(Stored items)

# # #

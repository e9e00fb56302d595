//! Value types for the Tern interpreter.

use std::fmt;

/// A runtime value. Every value travels together with a runtime type
/// tag, and the tag is what operators dispatch on, never the host
/// representation of the value.
#[derive(Debug, Clone, PartialEq)]
pub enum Value {
    /// The unit value representing "no value"
    Unit,
    /// A 64-bit signed integer value
    Int(i64),
    /// An IEEE-754 double-precision value
    Float(f64),
    /// A UTF-8 encoded string value
    Str(String),
    /// A boolean value (true or false)
    Bool(bool),
}

impl fmt::Display for Value {
    fn fmt(&self, f: &mut fmt::Formatter<'_>) -> fmt::Result {
        match self {
            Value::Unit => write!(f, "Unit"),
            Value::Int(n) => write!(f, "{}", n),
            Value::Float(x) => write!(f, "{}", x),
            Value::Str(s) => write!(f, "{}", s),
            Value::Bool(b) => write!(f, "{}", if *b { "true" } else { "false" }),
        }
    }
}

# # #

# [Task objective]
Only the lines from the line with "(true or false)" to the final line of the entries are to be returned, each exactly as written, both ends included.

# [Answer section]
    /// A boolean value (true or false)
    Bool(bool),
}

impl fmt::Display for Value {
    fn fmt(&self, f: &mut fmt::Formatter<'_>) -> fmt::Result {
        match self {
            Value::Unit => write!(f, "Unit"),
            Value::Int(n) => write!(f, "{}", n),
            Value::Float(x) => write!(f, "{}", x),
            Value::Str(s) => write!(f, "{}", s),
            Value::Bool(b) => write!(f, "{}", if *b { "true" } else { "false" }),
        }
    }
}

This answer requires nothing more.